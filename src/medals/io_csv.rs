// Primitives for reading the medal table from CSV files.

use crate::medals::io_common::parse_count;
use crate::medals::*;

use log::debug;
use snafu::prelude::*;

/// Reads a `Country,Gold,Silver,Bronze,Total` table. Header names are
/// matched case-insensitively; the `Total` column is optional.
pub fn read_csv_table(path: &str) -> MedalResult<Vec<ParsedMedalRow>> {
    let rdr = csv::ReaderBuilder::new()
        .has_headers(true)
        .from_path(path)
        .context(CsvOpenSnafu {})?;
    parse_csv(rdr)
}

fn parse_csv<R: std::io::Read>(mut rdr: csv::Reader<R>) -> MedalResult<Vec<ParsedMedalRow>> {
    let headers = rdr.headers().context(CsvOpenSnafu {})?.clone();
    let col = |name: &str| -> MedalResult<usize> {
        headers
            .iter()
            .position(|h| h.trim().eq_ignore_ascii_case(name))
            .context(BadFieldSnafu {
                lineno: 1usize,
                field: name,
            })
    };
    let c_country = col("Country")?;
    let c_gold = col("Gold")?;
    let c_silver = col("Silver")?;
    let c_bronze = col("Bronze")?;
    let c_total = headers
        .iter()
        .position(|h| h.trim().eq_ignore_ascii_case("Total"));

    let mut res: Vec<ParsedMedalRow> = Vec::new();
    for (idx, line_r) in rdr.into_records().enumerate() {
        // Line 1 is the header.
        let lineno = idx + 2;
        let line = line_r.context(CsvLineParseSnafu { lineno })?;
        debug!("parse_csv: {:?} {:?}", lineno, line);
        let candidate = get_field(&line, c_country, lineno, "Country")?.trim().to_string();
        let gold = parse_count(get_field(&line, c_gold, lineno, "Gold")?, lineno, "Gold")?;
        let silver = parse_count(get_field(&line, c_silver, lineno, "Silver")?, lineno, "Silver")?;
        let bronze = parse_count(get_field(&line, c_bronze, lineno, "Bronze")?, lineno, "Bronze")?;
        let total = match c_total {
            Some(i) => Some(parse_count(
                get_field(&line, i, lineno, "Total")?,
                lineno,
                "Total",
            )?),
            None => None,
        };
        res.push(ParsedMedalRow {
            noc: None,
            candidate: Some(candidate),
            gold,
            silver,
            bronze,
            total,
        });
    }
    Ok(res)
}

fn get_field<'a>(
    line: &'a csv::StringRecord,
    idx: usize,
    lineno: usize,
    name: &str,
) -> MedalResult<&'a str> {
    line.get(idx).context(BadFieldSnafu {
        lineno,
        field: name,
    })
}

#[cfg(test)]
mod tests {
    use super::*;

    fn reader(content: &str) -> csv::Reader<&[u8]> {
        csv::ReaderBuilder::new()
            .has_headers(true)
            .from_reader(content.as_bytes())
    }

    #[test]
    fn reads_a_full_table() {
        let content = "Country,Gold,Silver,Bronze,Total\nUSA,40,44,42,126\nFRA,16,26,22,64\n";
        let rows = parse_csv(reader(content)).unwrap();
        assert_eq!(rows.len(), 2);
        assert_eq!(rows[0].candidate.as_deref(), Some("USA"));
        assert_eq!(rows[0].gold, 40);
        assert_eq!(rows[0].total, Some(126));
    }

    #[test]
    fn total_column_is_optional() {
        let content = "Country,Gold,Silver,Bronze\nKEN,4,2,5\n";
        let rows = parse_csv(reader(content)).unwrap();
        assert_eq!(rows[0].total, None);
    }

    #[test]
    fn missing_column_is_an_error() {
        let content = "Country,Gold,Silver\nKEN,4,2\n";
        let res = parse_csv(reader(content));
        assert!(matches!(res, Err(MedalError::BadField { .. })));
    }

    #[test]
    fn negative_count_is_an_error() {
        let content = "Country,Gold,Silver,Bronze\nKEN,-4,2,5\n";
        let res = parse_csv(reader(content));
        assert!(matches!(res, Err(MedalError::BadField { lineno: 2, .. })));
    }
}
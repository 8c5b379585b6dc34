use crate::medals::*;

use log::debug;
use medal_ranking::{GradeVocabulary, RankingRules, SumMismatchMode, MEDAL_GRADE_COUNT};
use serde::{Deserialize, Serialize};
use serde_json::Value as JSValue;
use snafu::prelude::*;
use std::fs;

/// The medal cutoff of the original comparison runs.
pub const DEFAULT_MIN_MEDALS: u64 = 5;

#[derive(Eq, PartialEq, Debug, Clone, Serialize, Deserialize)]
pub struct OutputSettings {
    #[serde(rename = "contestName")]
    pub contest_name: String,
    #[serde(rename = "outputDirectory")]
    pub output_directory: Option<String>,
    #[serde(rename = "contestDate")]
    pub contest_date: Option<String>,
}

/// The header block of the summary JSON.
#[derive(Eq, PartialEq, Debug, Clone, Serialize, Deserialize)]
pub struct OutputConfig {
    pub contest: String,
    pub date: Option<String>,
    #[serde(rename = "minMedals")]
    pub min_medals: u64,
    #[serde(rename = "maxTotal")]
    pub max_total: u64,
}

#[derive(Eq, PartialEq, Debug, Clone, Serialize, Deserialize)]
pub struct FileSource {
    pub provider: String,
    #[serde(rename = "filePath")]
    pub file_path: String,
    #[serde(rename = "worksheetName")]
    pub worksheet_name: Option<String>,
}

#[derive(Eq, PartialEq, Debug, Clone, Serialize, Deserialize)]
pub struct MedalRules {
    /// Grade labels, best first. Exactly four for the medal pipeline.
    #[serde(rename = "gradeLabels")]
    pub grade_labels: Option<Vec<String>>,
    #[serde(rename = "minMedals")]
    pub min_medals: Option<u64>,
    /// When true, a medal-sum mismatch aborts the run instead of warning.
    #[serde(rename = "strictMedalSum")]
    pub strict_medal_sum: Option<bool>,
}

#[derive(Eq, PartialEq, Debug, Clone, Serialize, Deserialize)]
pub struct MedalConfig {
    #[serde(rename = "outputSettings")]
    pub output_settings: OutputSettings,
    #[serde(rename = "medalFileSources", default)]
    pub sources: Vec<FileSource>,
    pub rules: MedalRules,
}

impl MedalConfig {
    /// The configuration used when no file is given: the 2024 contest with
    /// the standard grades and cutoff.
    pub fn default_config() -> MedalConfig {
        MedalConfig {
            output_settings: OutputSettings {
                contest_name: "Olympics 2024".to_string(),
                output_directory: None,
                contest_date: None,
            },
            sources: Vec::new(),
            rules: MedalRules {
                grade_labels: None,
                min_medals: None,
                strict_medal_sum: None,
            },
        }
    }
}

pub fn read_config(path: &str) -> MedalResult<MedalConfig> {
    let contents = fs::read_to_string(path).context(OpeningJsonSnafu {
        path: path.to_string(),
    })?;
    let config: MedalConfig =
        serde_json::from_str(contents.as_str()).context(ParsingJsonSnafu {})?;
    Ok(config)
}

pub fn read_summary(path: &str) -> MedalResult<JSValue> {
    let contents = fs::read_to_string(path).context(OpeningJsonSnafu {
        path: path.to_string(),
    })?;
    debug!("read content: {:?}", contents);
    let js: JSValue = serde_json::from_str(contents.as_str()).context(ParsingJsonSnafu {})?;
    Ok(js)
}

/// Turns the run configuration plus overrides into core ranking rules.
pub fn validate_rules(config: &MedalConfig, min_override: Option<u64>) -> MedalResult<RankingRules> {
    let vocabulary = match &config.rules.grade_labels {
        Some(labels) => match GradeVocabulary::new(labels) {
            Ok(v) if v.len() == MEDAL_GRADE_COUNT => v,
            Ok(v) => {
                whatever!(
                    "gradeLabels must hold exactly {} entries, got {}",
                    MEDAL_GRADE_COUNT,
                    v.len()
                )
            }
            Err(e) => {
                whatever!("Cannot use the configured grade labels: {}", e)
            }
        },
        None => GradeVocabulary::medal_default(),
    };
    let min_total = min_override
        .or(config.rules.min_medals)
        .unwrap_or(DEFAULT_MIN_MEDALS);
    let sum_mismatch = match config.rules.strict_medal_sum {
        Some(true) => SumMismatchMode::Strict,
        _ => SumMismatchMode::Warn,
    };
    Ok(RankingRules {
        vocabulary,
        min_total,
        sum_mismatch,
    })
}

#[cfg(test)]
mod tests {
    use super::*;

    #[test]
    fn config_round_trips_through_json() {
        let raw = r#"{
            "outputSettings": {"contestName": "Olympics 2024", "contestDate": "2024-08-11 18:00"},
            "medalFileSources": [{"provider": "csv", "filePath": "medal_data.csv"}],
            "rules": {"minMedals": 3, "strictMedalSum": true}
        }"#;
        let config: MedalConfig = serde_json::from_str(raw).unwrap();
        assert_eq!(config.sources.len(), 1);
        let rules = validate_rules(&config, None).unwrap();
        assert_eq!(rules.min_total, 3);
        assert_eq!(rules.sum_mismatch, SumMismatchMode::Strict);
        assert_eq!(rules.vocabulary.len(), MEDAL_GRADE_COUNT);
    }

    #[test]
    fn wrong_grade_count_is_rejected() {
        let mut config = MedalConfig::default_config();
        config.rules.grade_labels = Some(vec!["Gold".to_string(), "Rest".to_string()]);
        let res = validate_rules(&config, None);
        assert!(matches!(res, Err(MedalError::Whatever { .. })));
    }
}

--

Directions:
Check each line in the data for the word "strictMedalSum", then report only how many lines contain it.

Task solution:
2